Part of McDonald's problem is that it's still unable to attract more customers to its restaurants. The higher comps haven't been due to increased traffic coming through its doors, but rather from higher prices and product mix. Now it thinks it's identified the reason and could have a solution: table service.

A seat at the table

The past 18 months have been one of transition for McDonald's. As it grappled with changing consumer demands, it reversed existing company policy and allowed its restaurants to serve breakfast at any time during the day. With around a 30% share of the daypart, breakfast was arguably one of the primary reasons people visited the chain, and customers had been clamoring for the option for years.

The response was almost immediate. McDonald's recorded its first increase in comps in years, and every quarter since then they've been higher than the year-ago period. But even with the change, customer traffic is down.

According to Bloomberg, 2016 could be the company's fourth straight year of lower customer counts, as they're coming in 0.1% lower through the third quarter, compared with being 3.1% lower last year. Company filings show guest counts for all of last year were down 3%, compared with a 4% decline in 2014, and they were off 1.6% the year before that.

Data source: annual SEC filings.

While the latest numbers would suggest McDonald's is heading in the right direction, the restaurant industry as a whole is experiencing a slowdown. Industry data from TDn2K found restaurant comps growth was down 0.9% in October, the eighth straight month of decline. Only February comps showed positive sales numbers, and that's because it had better weather compared to the year-ago month. Otherwise, all of 2016 would be down. 

Picking up the pace

The one hope for McDonald's is that the quick-serve segment of the restaurant industry is one of the few that's actually been posting positive comps growth all year long (upscale and family dining is, too). Yet even that poses problems for the Golden Arches, because its numbers are still negative when the rest of the industry is growing.

McDonald's thinks its problem is that customers come to its restaurants, see long lines at the order counter, and choose to go somewhere else. To combat that image, it wants to introduce table service to all 14,000 restaurants in the United States.

The fast-food chain has table service at some 500 restaurants currently, but it will be rolling it out nationwide next year. While it will be hiring more people to bring customers their food, it also plans on adding mobile ordering, more order kiosks, and digital payment options, too.

Image source: Pixabay.

Not your typical greasy spoon

There are several problems with the plan. First, CEO Steve Easterbrook is still chasing millennials who have abandoned fast food for fast-casual chains.
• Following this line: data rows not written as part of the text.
//! Standard vocabulary: the classic soul verb table, adverbs, intensifiers
//! and body parts.
//!
//! Verb templates use the markup described in [`crate::template`].

use soul_foundation::TemplateError;

use crate::verb::VerbDefinition;

/// Words that strengthen the adverb after them ("very happily").
pub const INTENSIFIERS: &[&str] = &["very", "quite", "barely", "extremely", "somewhat", "almost"];

/// Body-part words and the phrase each one renders as.
pub const BODYPARTS: &[(&str, &str)] = &[
    ("hand", "on the hand"),
    ("forehead", "on the forehead"),
    ("head", "on the head"),
    ("face", "in the face"),
    ("hurts", "where it hurts"),
    ("eye", "in the eye"),
    ("ear", "on the ear"),
    ("stomach", "in the stomach"),
    ("butt", "on the butt"),
    ("behind", "on the behind"),
    ("leg", "on the leg"),
    ("foot", "on the foot"),
    ("toe", "on the right toe"),
    ("nose", "on the nose"),
    ("neck", "in the neck"),
    ("back", "on the back"),
    ("arm", "on the arm"),
    ("chest", "on the chest"),
    ("cheek", "on the cheek"),
    ("side", "in the side"),
    ("everywhere", "everywhere"),
    ("shoulder", "on the shoulder"),
    ("kneecap", "on the kneecap"),
    ("ankle", "on the ankle"),
];

/// Base adverbs, one per line.
pub const ADVERBS: &str = r"
absently
absentmindedly
accidentally
admiringly
affectionately
aggressively
aimlessly
airily
alertly
amusedly
angrily
anxiously
apologetically
appreciatively
approvingly
arrogantly
awkwardly
badly
bashfully
beautifully
bitterly
blankly
blissfully
boldly
bravely
breathlessly
briefly
brightly
briskly
broadly
busily
calmly
carefully
carelessly
casually
cautiously
charmingly
cheekily
cheerfully
childishly
clumsily
coldly
comfortably
compassionately
confidently
confusedly
contemptuously
contentedly
coolly
courageously
coyly
crazily
cruelly
curiously
cynically
daintily
darkly
decisively
deeply
defiantly
deliberately
delightedly
demonically
desperately
determinedly
devilishly
diabolically
disappointedly
disdainfully
disgustedly
dizzily
doubtfully
down
dreamily
drunkenly
dumbly
eagerly
earnestly
elegantly
embarrassedly
emotionally
encouragingly
energetically
enthusiastically
enviously
evilly
excitedly
expectantly
faintly
fanatically
fearfully
fiendishly
fiercely
firmly
flirtatiously
fondly
foolishly
forcefully
formally
frantically
freely
fretfully
from the cold
from the heart
funnily
furiously
gallantly
generously
gently
gingerly
gladly
gleefully
gloomily
gracefully
graciously
gratefully
greedily
grimly
grumpily
guiltily
half heartedly
happily
hard
harshly
hastily
heartily
heavily
helpfully
helplessly
hesitantly
hopefully
hopelessly
horribly
humbly
hungrily
hurriedly
hysterically
idly
impatiently
indifferently
innocently
inquiringly
insanely
intensely
ironically
irritably
jealously
jeeringly
jokingly
joyfully
kindly
knowingly
lazily
lewdly
lightly
longingly
loudly
lovingly
madly
maliciously
manically
meaningfully
meekly
menacingly
merrily
mischievously
miserably
mockingly
modestly
morosely
mournfully
mysteriously
naughtily
nervously
nicely
nobly
noisily
nonchalantly
now
obediently
oddly
openly
optimistically
outrageously
painfully
passionately
patiently
peacefully
pensively
perfectly
persistently
pitifully
plainly
playfully
pleasantly
poetically
politely
pompously
proudly
provocatively
quickly
quietly
randomly
rapidly
recklessly
regretfully
reluctantly
respectfully
restlessly
romantically
rudely
ruefully
sadistically
sadly
sarcastically
sardonically
savagely
scornfully
seductively
seriously
shakily
sheepishly
shyly
silently
sincerely
skeptically
sleepily
slowly
slyly
smugly
sneakily
snobbishly
softly
solemnly
soothingly
sorrowfully
soundly
sternly
stiffly
stonily
strangely
stubbornly
stupidly
suddenly
suggestively
sulkily
suspiciously
sweetly
sympathetically
tenderly
tensely
thankfully
thoughtfully
tightly
timidly
tiredly
tragically
triumphantly
uncertainly
uncomfortably
unconditionally
understandingly
uneasily
unhappily
up
up and down in aggravation
vaguely
viciously
violently
warmly
wearily
wickedly
wildly
wisely
wistfully
woefully
worriedly
wryly
zealously
";

type Defaults = (Option<&'static str>, Option<&'static str>, Option<&'static str>);

const NONE: Defaults = (None, None, None);

const fn how(adverb: &'static str) -> Defaults {
    (Some(adverb), None, None)
}

const fn what(message: &'static str) -> Defaults {
    (None, Some(message), None)
}

const fn place(bodypart: &'static str) -> Defaults {
    (None, None, Some(bodypart))
}

/// The template layout of one table row.
enum Row {
    Stem(&'static str),
    Previous(&'static str),
    Physical(&'static str),
    Short(&'static str),
    Personal(&'static str, &'static str),
    Simple(&'static str, Option<&'static str>),
    Dual(&'static str, &'static str),
    Quad([&'static str; 4]),
}

use Row::{Dual, Personal, Physical, Previous, Quad, Short, Simple, Stem};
The table service is intended to enhance the experience of dining at McDonald's, but people going to quick-serve chains aren't looking for white-glove service; they want good food, served fast, and cheaply priced.

While moving people away from the counter will make it seem its restaurants are more open and wait times shorter, it will be adding significant costs to its operations from all the new people it will be hiring.
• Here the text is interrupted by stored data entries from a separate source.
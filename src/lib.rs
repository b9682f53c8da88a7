//! Soul - Emote parser and multi-perspective renderer
//!
//! This crate re-exports all layers of the Soul system for convenient access.
//! For detailed documentation, see the individual layer crates.
//!
//! # Architecture
//!
//! ```text
//! Layer 2: soul_runtime    - REPL, CLI, extension persistence
//! Layer 1: soul_parser     - Registry, tokenizer, clause builder, renderer
//! Layer 0: soul_foundation - Core types (Person, Gender, SoulError)
//! ```

pub use soul_foundation as foundation;
pub use soul_parser as parser;
pub use soul_runtime as runtime;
That's certainly a positive development, but McDonald's has already increased its costs by raising worker pay, and presumably McDonald's won't be paying these new employees a sub-minimum wage -- as occurs in the rest of the restaurant industry, where waiters and waitresses also earn tips. (Incidentally, restaurants that have eliminated tipping have found it largely a failure, both from customers who want to reward service, but also among the wait staff themselves.) So McDonald's will be introducing a higher-cost model than exists at the competition, but for food that's relatively inferior to traditional restaurants.

Fire up the barbie

The problem facing the industry is that the gap between the cost of eating out and dining at home is widening. Food-price deflation has hit grocery stores nationwide, yet as noted earlier, McDonald's and others are subsisting on higher prices or a product mix that tilts toward higher-cost items. Traffic is still falling.
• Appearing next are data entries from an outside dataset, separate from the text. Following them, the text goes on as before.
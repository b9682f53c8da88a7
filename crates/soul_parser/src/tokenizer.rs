//! Input tokenization.
//!
//! Splits an emote on whitespace, merges quoted messages (single or double
//! quotes) into a single token and strips trailing commas. Words are
//! lowercased; messages keep their case.

/// What a token is.
#[derive(Clone, Debug, PartialEq, Eq)]
pub enum Token {
    /// A lowercase word.
    Word(String),
    /// A quoted message, without its quotes.
    Message(String),
}

/// A token along with where it came from.
#[derive(Clone, Debug, PartialEq, Eq)]
pub struct InputToken {
    /// The classified token.
    pub token: Token,
    /// The input text it was built from, as typed.
    pub raw: String,
    /// 1-based position of its first word in the sentence.
    pub position: usize,
}

impl InputToken {
    /// The word, if this is a word token.
    #[must_use]
    pub fn word(&self) -> Option<&str> {
        match &self.token {
            Token::Word(word) => Some(word),
            Token::Message(_) => None,
        }
    }
}

/// Tokenizes emote input.
pub struct InputTokenizer;

impl InputTokenizer {
    /// Tokenizes a raw input string.
    ///
    /// - A word starting with `"` or `'` opens a message that runs until a
    ///   word ending with the same quote (or quote and comma), or to the end
    ///   of input.
    /// - One trailing comma is stripped from every other word.
    #[must_use]
    pub fn tokenize(input: &str) -> Vec<InputToken> {
        let words: Vec<&str> = input.split_whitespace().collect();
        let mut tokens = Vec::new();
        let mut i = 0;

        while i < words.len() {
            let start = i;
            let word = words[i];

            if let Some((quote, rest)) = open_message(word) {
                let mut message = rest.to_string();
                let mut closed = closes_message(rest, quote);
                while !closed && i + 1 < words.len() {
                    i += 1;
                    message.push(' ');
                    message.push_str(words[i]);
                    closed = closes_message(words[i], quote);
                }
                if closed {
                    if message.ends_with(',') {
                        message.pop();
                    }
                    message.pop();
                }
                tokens.push(InputToken {
                    token: Token::Message(message),
                    raw: words[start..=i].join(" "),
                    position: start + 1,
                });
            } else {
                let stripped = word.strip_suffix(',').unwrap_or(word);
                if !stripped.is_empty() {
                    tokens.push(InputToken {
                        token: Token::Word(stripped.to_lowercase()),
                        raw: word.to_string(),
                        position: start + 1,
                    });
                }
            }
            i += 1;
        }

        tokens
    }
}

fn open_message(word: &str) -> Option<(char, &str)> {
    let quote = word.chars().next().filter(|c| matches!(c, '"' | '\''))?;
    Some((quote, &word[1..]))
}

fn closes_message(word: &str, quote: char) -> bool {
    let word = word.strip_suffix(',').unwrap_or(word);
    !word.is_empty() && word.ends_with(quote)
}

#[cfg(test)]
mod tests {
    use super::*;

    fn kinds(input: &str) -> Vec<Token> {
        InputTokenizer::tokenize(input)
            .into_iter()
            .map(|t| t.token)
            .collect()
    }

    #[test]
    fn test_tokenize_simple() {
        assert_eq!(
            kinds("smile at bob"),
            vec![
                Token::Word("smile".to_string()),
                Token::Word("at".to_string()),
                Token::Word("bob".to_string()),
            ]
        );
    }

    #[test]
    fn test_tokenize_lowercase() {
        assert_eq!(
            kinds("Smile at BOB"),
            vec![
                Token::Word("smile".to_string()),
                Token::Word("at".to_string()),
                Token::Word("bob".to_string()),
            ]
        );
    }

    #[test]
    fn test_tokenize_strips_trailing_comma() {
        assert_eq!(
            kinds("wave, bow and smile"),
            vec![
                Token::Word("wave".to_string()),
                Token::Word("bow".to_string()),
                Token::Word("and".to_string()),
                Token::Word("smile".to_string()),
            ]
        );
    }

    #[test]
    fn test_tokenize_quoted_message() {
        let tokens = InputTokenizer::tokenize("say \"Hello  there world\" to bob");
        assert_eq!(tokens[1].token, Token::Message("Hello there world".to_string()));
        assert_eq!(tokens[1].raw, "\"Hello there world\"");
        assert_eq!(tokens[1].position, 2);
        assert_eq!(tokens[2].position, 5);
    }

    #[test]
    fn test_tokenize_single_quoted_message() {
        assert_eq!(
            kinds("say 'hi there' to all"),
            vec![
                Token::Word("say".to_string()),
                Token::Message("hi there".to_string()),
                Token::Word("to".to_string()),
                Token::Word("all".to_string()),
            ]
        );
    }

    #[test]
    fn test_tokenize_quotes_must_match() {
        assert_eq!(
            kinds("say \"it's fine\""),
            vec![
                Token::Word("say".to_string()),
                Token::Message("it's fine".to_string()),
            ]
        );
        assert_eq!(
            kinds("say 'a \"b\" c'"),
            vec![
                Token::Word("say".to_string()),
                Token::Message("a \"b\" c".to_string()),
            ]
        );
    }

    #[test]
    fn test_tokenize_single_word_message() {
        assert_eq!(
            kinds("sing \"la\""),
            vec![
                Token::Word("sing".to_string()),
                Token::Message("la".to_string()),
            ]
        );
    }

    #[test]
    fn test_tokenize_unterminated_message_runs_to_end() {
        assert_eq!(
            kinds("say \"oh no"),
            vec![
                Token::Word("say".to_string()),
                Token::Message("oh no".to_string()),
            ]
        );
    }

    #[test]
    fn test_tokenize_message_followed_by_comma() {
        assert_eq!(
            kinds("say \"hi\", smile"),
            vec![
                Token::Word("say".to_string()),
                Token::Message("hi".to_string()),
                Token::Word("smile".to_string()),
            ]
        );
    }

    #[test]
    fn test_tokenize_empty() {
        assert!(InputTokenizer::tokenize("   ").is_empty());
    }
}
The fast-food chain would do better focusing on the value it offers to customers, one of the best advantages it has, rather than creating a false, more upscale image of its restaurants. Just as it sought to improve the speed and accuracy of its drive-through window with policies such as ask-ask-tell, it would do well to set its priorities on keeping the orders moving from the kitchen to the customer quickly. It doesn't need a layer of waiters and waitresses to do that.